Many adjectives could have been used to describe this error, ranging from the mundane to the seriously bizarre, but as yet no convincing explanation for this truly unique Royal Mint 'error' has been forthcoming ever since the variety was first reported in 1989.
A political statement?
One argument follows the political coup of Louis-Napoléon Bonaparte at Strasbourg on 29 October 1836 and his attempts to overthrow the incumbent King Louis-Philippe. The 'N' motif, as the Bonaparte emblem, could have been secreted onto this coin as a subtle demonstration or perhaps even representation of the English support for his Napoleonic cause. Such a motivation whilst quite fanciful, is not entirely without historical basis given the recorded sentiments of the crowd mobbing Bonaparte's lodgings at 30 George Street in 1831. Amongst his supporters was the Count Lennox, Innocent-Louis Goubaud, and Louis Belmontet, all of whom obtained funds from Bonaparte's mother to mount a failed insurrection that Summer. Significant too is that a mere two decades before this coin, the Royal Mint had been used to strike French specie in the name of the exiled Louis XVIII, so it is probable that mint workers and officials would have engaged actively in the public surrounding these events.

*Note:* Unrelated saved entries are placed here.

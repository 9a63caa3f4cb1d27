//! High-level client for applying manifests to a cluster
//!
//! Combines connection settings, the cluster backend, the manifest loader
//! and the reconciler behind a handful of calls.

use tokio_util::sync::CancellationToken;

use crate::backend::KubeBackend;
use crate::config::ClientConfig;
use crate::error::Result;
use crate::loader::{ManifestLoader, ManifestSource};
use crate::reconciler::{ReconcileOptions, Reconciler};
use crate::report::ReconcileReport;

/// Applies and deletes manifests on the cluster selected by a [`ClientConfig`]
pub struct Client {
    reconciler: Reconciler<KubeBackend, ManifestLoader>,
}

impl Client {
    /// Connect with default options
    ///
    /// The default namespace comes from the config (or its context).
    pub async fn new(config: &ClientConfig) -> Result<Self> {
        Self::with_options(config, ReconcileOptions::default()).await
    }

    /// Connect using `KAPPLY_CONTEXT` and `KAPPLY_KUBECONFIG`
    pub async fn from_env() -> Result<Self> {
        Self::new(&ClientConfig::from_env()).await
    }

    /// Connect with explicit options
    ///
    /// `options.default_namespace` is replaced by the namespace resolved
    /// from `config`.
    pub async fn with_options(config: &ClientConfig, mut options: ReconcileOptions) -> Result<Self> {
        let (client, namespace) = config.connect().await?;
        options.default_namespace = namespace;

        let backend = KubeBackend::new(client).with_field_manager(options.field_manager.clone());
        let reconciler = Reconciler::new(backend, ManifestLoader::new()?).with_options(options);
        Ok(Self { reconciler })
    }

    /// Stop in-flight work when `token` is cancelled
    pub fn with_cancellation(mut self, token: CancellationToken) -> Self {
        self.reconciler = self.reconciler.with_cancellation(token);
        self
    }

    /// Apply manifest bytes (YAML or JSON, single, list or multi-document)
    pub async fn apply(&self, content: &[u8]) -> Result<ReconcileReport> {
        self.reconciler.apply_bytes(content).await
    }

    /// Delete everything described by manifest bytes
    pub async fn delete(&self, content: &[u8]) -> Result<ReconcileReport> {
        self.reconciler.delete_bytes(content).await
    }

    /// Apply files, directories or URLs in order
    pub async fn apply_files<S: AsRef<str>>(&self, sources: &[S]) -> Result<ReconcileReport> {
        self.reconciler.apply_sources(&parse_sources(sources)).await
    }

    /// Delete what files, directories or URLs describe
    pub async fn delete_files<S: AsRef<str>>(&self, sources: &[S]) -> Result<ReconcileReport> {
        self.reconciler.delete_sources(&parse_sources(sources)).await
    }

    /// Namespace given to documents that don't set one
    pub fn default_namespace(&self) -> &str {
        &self.reconciler.options().default_namespace
    }
}

fn parse_sources<S: AsRef<str>>(sources: &[S]) -> Vec<ManifestSource> {
    sources
        .iter()
        .map(|source| ManifestSource::parse(source.as_ref()))
        .collect()
}
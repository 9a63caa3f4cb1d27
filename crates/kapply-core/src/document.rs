//! Resource documents and their identities
//!
//! A [`ResourceDocument`] is one decoded declarative object. It keeps the
//! full object as a JSON value so that fields unknown to kapply travel to
//! the backend untouched.

use serde_json::{Map, Value};
use std::fmt;

use crate::error::{DecodeError, Result};

/// Namespace used for namespaced documents that do not set one
pub const DEFAULT_NAMESPACE: &str = "default";

/// Built-in kinds that are never namespaced. The decoder does not assign a
/// default namespace to these; other kinds are corrected once the backend
/// reports their scope.
const CLUSTER_SCOPED_KINDS: &[&str] = &[
    "APIService",
    "CSIDriver",
    "CSINode",
    "CertificateSigningRequest",
    "ClusterRole",
    "ClusterRoleBinding",
    "CustomResourceDefinition",
    "FlowSchema",
    "IPAddress",
    "IngressClass",
    "MutatingAdmissionPolicy",
    "MutatingAdmissionPolicyBinding",
    "MutatingWebhookConfiguration",
    "Namespace",
    "Node",
    "PersistentVolume",
    "PriorityClass",
    "PriorityLevelConfiguration",
    "RuntimeClass",
    "ServiceCIDR",
    "StorageClass",
    "ValidatingAdmissionPolicy",
    "ValidatingAdmissionPolicyBinding",
    "ValidatingWebhookConfiguration",
    "VolumeAttachment",
    "VolumeAttributesClass",
];

/// Identity of a resource within a batch: (kind, namespace, name)
#[derive(Debug, Clone, PartialEq, Eq, Hash, PartialOrd, Ord)]
pub struct ResourceIdentity {
    pub kind: String,
    /// None for cluster-scoped resources
    pub namespace: Option<String>,
    pub name: String,
}

impl ResourceIdentity {
    pub fn new(kind: impl Into<String>, namespace: Option<&str>, name: impl Into<String>) -> Self {
        Self {
            kind: kind.into(),
            namespace: namespace.map(str::to_string),
            name: name.into(),
        }
    }
}

impl fmt::Display for ResourceIdentity {
    fn fmt(&self, f: &mut fmt::Formatter<'_>) -> fmt::Result {
        match &self.namespace {
            Some(ns) => write!(f, "{}/{}/{}", self.kind, ns, self.name),
            None => write!(f, "{}/{}", self.kind, self.name),
        }
    }
}

/// Backend address of a resource: the identity plus the apiVersion needed
/// to resolve its type
#[derive(Debug, Clone, PartialEq, Eq, Hash)]
pub struct ResourceKey {
    pub api_version: String,
    pub identity: ResourceIdentity,
}

impl ResourceKey {
    pub fn new(api_version: impl Into<String>, identity: ResourceIdentity) -> Self {
        Self {
            api_version: api_version.into(),
            identity,
        }
    }

    pub fn kind(&self) -> &str {
        &self.identity.kind
    }

    pub fn name(&self) -> &str {
        &self.identity.name
    }

    pub fn namespace(&self) -> Option<&str> {
        self.identity.namespace.as_deref()
    }

    /// Split the apiVersion into (group, version)
    ///
    /// - "apps/v1" -> ("apps", "v1")
    /// - "v1" -> ("", "v1") (core API)
    pub fn group_version(&self) -> (&str, &str) {
        match self.api_version.rsplit_once('/') {
            Some((group, version)) => (group, version),
            None => ("", self.api_version.as_str()),
        }
    }
}

impl fmt::Display for ResourceKey {
    fn fmt(&self, f: &mut fmt::Formatter<'_>) -> fmt::Result {
        self.identity.fmt(f)
    }
}

/// A decoded declarative object
#[derive(Debug, Clone, PartialEq)]
pub struct ResourceDocument {
    key: ResourceKey,
    object: Value,
}

impl ResourceDocument {
    /// Build a document from a decoded value
    ///
    /// `index` is the position of the document in its source and is only
    /// used in error messages.
    pub fn from_value(object: Value, index: usize) -> Result<Self> {
        let map = object
            .as_object()
            .ok_or(DecodeError::NotAnObject { index })?;

        let api_version = required_str(map.get("apiVersion"), index, "apiVersion")?;
        let kind = required_str(map.get("kind"), index, "kind")?;

        let metadata = match map.get("metadata") {
            Some(Value::Object(metadata)) => metadata,
            Some(_) => {
                return Err(DecodeError::InvalidField {
                    index,
                    field: "metadata".to_string(),
                    message: "expected a mapping".to_string(),
                });
            }
            None => {
                return Err(DecodeError::MissingField {
                    index,
                    field: "metadata.name".to_string(),
                });
            }
        };

        let name = required_str(metadata.get("name"), index, "metadata.name")?;
        let namespace = match metadata.get("namespace") {
            None | Some(Value::Null) => None,
            Some(Value::String(ns)) if ns.is_empty() => None,
            Some(Value::String(ns)) => Some(ns.clone()),
            Some(_) => {
                return Err(DecodeError::InvalidField {
                    index,
                    field: "metadata.namespace".to_string(),
                    message: "expected a string".to_string(),
                });
            }
        };

        let identity = ResourceIdentity {
            kind,
            namespace,
            name,
        };

        Ok(Self {
            key: ResourceKey::new(api_version, identity),
            object,
        })
    }

    /// Assign `namespace` when the document has none and its kind is namespaced
    pub fn with_default_namespace(mut self, namespace: &str) -> Self {
        if self.key.identity.namespace.is_some() || is_cluster_scoped(self.kind()) {
            return self;
        }

        if let Some(metadata) = self.metadata_mut() {
            metadata.insert(
                "namespace".to_string(),
                Value::String(namespace.to_string()),
            );
        }
        self.key.identity.namespace = Some(namespace.to_string());
        self
    }

    /// Set the namespace, or clear it for cluster-scoped objects
    ///
    /// Both the identity and `metadata.namespace` change.
    pub fn with_namespace(mut self, namespace: Option<&str>) -> Self {
        if let Some(metadata) = self.metadata_mut() {
            match namespace {
                Some(ns) => {
                    metadata.insert("namespace".to_string(), Value::String(ns.to_string()));
                }
                None => {
                    metadata.remove("namespace");
                }
            }
        }
        self.key.identity.namespace = namespace.map(str::to_string);
        self
    }

    pub fn key(&self) -> &ResourceKey {
        &self.key
    }

    pub fn identity(&self) -> &ResourceIdentity {
        &self.key.identity
    }

    pub fn api_version(&self) -> &str {
        &self.key.api_version
    }

    pub fn kind(&self) -> &str {
        &self.key.identity.kind
    }

    pub fn name(&self) -> &str {
        &self.key.identity.name
    }

    pub fn namespace(&self) -> Option<&str> {
        self.key.identity.namespace.as_deref()
    }

    /// The full object
    pub fn object(&self) -> &Value {
        &self.object
    }

    pub fn into_object(self) -> Value {
        self.object
    }

    /// Look up a field by JSON pointer, e.g. `/data/key1`
    pub fn pointer(&self, pointer: &str) -> Option<&Value> {
        self.object.pointer(pointer)
    }

    /// `metadata.resourceVersion`, set on documents read from a backend
    pub fn resource_version(&self) -> Option<&str> {
        self.pointer("/metadata/resourceVersion")
            .and_then(Value::as_str)
    }

    pub fn set_resource_version(&mut self, version: &str) {
        if let Some(metadata) = self.metadata_mut() {
            metadata.insert(
                "resourceVersion".to_string(),
                Value::String(version.to_string()),
            );
        }
    }

    /// Annotation value from `metadata.annotations`
    pub fn annotation(&self, key: &str) -> Option<&str> {
        self.pointer("/metadata/annotations")
            .and_then(Value::as_object)
            .and_then(|annotations| annotations.get(key))
            .and_then(Value::as_str)
    }

    /// Replace the object while keeping the key.
    ///
    /// Used by the reconciler for merged objects, which always carry the
    /// identity of the live object they were merged into.
    pub fn with_object(&self, object: Value) -> Self {
        Self {
            key: self.key.clone(),
            object,
        }
    }

    fn metadata_mut(&mut self) -> Option<&mut Map<String, Value>> {
        self.object
            .as_object_mut()
            .and_then(|map| map.get_mut("metadata"))
            .and_then(Value::as_object_mut)
    }
}

/// Whether `kind` is a well-known cluster-scoped kind
pub fn is_cluster_scoped(kind: &str) -> bool {
    CLUSTER_SCOPED_KINDS.contains(&kind)
}

fn required_str(value: Option<&Value>, index: usize, field: &str) -> Result<String> {
    match value {
        Some(Value::String(s)) if !s.trim().is_empty() => Ok(s.clone()),
        Some(Value::String(_)) | None | Some(Value::Null) => Err(DecodeError::MissingField {
            index,
            field: field.to_string(),
        }),
        Some(_) => Err(DecodeError::InvalidField {
            index,
            field: field.to_string(),
            message: "expected a string".to_string(),
        }),
    }
}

However, one may also look to the other ground-breaking political events of William's reign, from the Reform Bill (1832) to the Slavery Abolition Act (1833), although mercifully in the case of the latter, no historical precedent for such an inflammatory device is found in any contemporary literature.

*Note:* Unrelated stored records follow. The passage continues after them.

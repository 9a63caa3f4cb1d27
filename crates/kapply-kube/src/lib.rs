//! kapply kube - apply and delete manifests against Kubernetes
//!
//! This crate provides:
//! - **Backends**: the [`Backend`] capability set, with a live cluster
//!   implementation over `kube` and an in-memory one for tests
//! - **Loader**: manifests from inline bytes, files, directories and URLs
//! - **Reconciler**: idempotent apply (create, three-way merge update, no-op)
//!   and delete, sequential or with bounded concurrency
//! - **Client**: connection settings plus the above behind a few calls
//!
//! ```no_run
//! # async fn run() -> kapply_kube::Result<()> {
//! use kapply_kube::{Client, ClientConfig};
//!
//! let client = Client::new(&ClientConfig::new().with_context("kind-dev")).await?;
//! let report = client.apply_files(&["manifests/"]).await?;
//! println!("{}", report.summary());
//! # Ok(())
//! # }
//! ```

pub mod backend;
pub mod client;
pub mod config;
pub mod error;
pub mod loader;
pub mod reconciler;
pub mod report;

pub use backend::{
    Backend, DEFAULT_FIELD_MANAGER, DeleteStatus, KubeBackend, MemoryBackend, OperationCounts,
};
pub use client::Client;
pub use config::{CONTEXT_ENV_VAR, ClientConfig, KUBECONFIG_ENV_VAR};
pub use error::{KubeError, Result};
pub use loader::{DocumentLoader, ManifestLoader, ManifestSource};
pub use reconciler::{ReconcileOptions, Reconciler};
pub use report::{Outcome, ReconcileReport, ReconcileResult, SourceFailure};
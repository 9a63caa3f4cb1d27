//! CLI error types with exit code handling

use kapply_kube::KubeError;
use miette::Diagnostic;
use thiserror::Error;

use crate::exit_codes;

/// CLI-specific error type that includes exit code information
#[derive(Error, Debug, Diagnostic, Clone)]
pub enum CliError {
    /// A manifest could not be decoded
    #[error("Invalid manifest: {message}")]
    #[diagnostic(
        code(kapply::cli::manifest),
        help("every document needs apiVersion, kind and metadata.name")
    )]
    Manifest { message: String },

    /// Cluster unreachable or configuration unusable
    #[error("Cannot connect to cluster: {message}")]
    #[diagnostic(code(kapply::cli::connection))]
    Connection {
        message: String,
        #[help]
        help: Option<String>,
    },

    /// Some documents or sources failed
    #[error("Reconcile incomplete: {summary}")]
    #[diagnostic(code(kapply::cli::partial))]
    Partial {
        summary: String,
        #[help]
        cause: Option<String>,
    },

    /// Cancelled or timed out
    #[error("Interrupted: {message}")]
    #[diagnostic(code(kapply::cli::interrupted))]
    Interrupted { message: String },

    /// Anything else
    #[error("{message}")]
    #[diagnostic(code(kapply::cli::error))]
    Other { message: String },
}

impl CliError {
    /// Get the exit code for this error
    pub fn exit_code(&self) -> i32 {
        match self {
            CliError::Manifest { .. } => exit_codes::MANIFEST_ERROR,
            CliError::Connection { .. } => exit_codes::CONNECTION_ERROR,
            CliError::Partial { .. } => exit_codes::PARTIAL_FAILURE,
            CliError::Interrupted { .. } => exit_codes::INTERRUPTED,
            CliError::Other { .. } => exit_codes::ERROR,
        }
    }

    fn connection(err: &KubeError) -> Self {
        CliError::Connection {
            message: err.to_string(),
            help: Some(
                "check --context and --kubeconfig (or KAPPLY_CONTEXT / KAPPLY_KUBECONFIG)"
                    .to_string(),
            ),
        }
    }
}

impl From<KubeError> for CliError {
    fn from(err: KubeError) -> Self {
        match err {
            KubeError::Decode(e) => CliError::Manifest {
                message: e.to_string(),
            },
            KubeError::PartialBatch { report, cause } => match cause.as_deref() {
                Some(cause) if matches!(cause, KubeError::Cancelled | KubeError::Timeout(_)) => {
                    CliError::Interrupted {
                        message: format!("{} ({})", cause, report.summary()),
                    }
                }
                Some(cause) if cause.is_connection() => CliError::connection(cause),
                cause => CliError::Partial {
                    summary: report.summary(),
                    cause: cause.map(|c| c.to_string()),
                },
            },
            KubeError::Kubeconfig(_)
            | KubeError::InferConfig(_)
            | KubeError::InvalidConfig(_) => CliError::connection(&err),
            ref e if e.is_connection() => CliError::connection(e),
            other => CliError::Other {
                message: other.to_string(),
            },
        }
    }
}

/// Result type for CLI operations
pub type Result<T> = std::result::Result<T, CliError>;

A Royal Mint racketeering rumble?
On a separate track, further investigation at the Royal Mint has revealed two other objects in their collection of matrices and dies for the Sovereign of William IV bearing an erroneous N stamped clear from the central design, but sadly no further clarity on the meaning of this punch. One highly practical reason for the error could be the deliberate marking of dies by Mint officials to detect the malfeasance of workers. The principle being that if a marked coin were discovered on your person, you would have no legitimate explanation for it. A similar ruse was used to detect a thief at the Philadelphia Mint in 1875, who was discovered with thirty-three 'marked' One Cent coins in his clothing. This would also account for the extreme rarity of the variety in circulation, and the seemingly deliberate placement of the mark, as if disguised within the wider Mantle detailing. There is also clear evidence that Mint officials had problems with theft of metal from the mint, as in the case of the story of 'Williamson and Austin, of Lambeth Street', who were found to have 'a blank sovereign on their possession, the property of His Majesty's mint' (The Globe, 16 March 1832), or indeed the earlier story of 'G. Keith, who carried off gold blanks from the Mint' (Dorset County Chronicle, 4 February 1830). However exciting this possibility, it would not account for the apparent test or trial punches held within the Museum collection, which would point towards a more practical reason for their existence.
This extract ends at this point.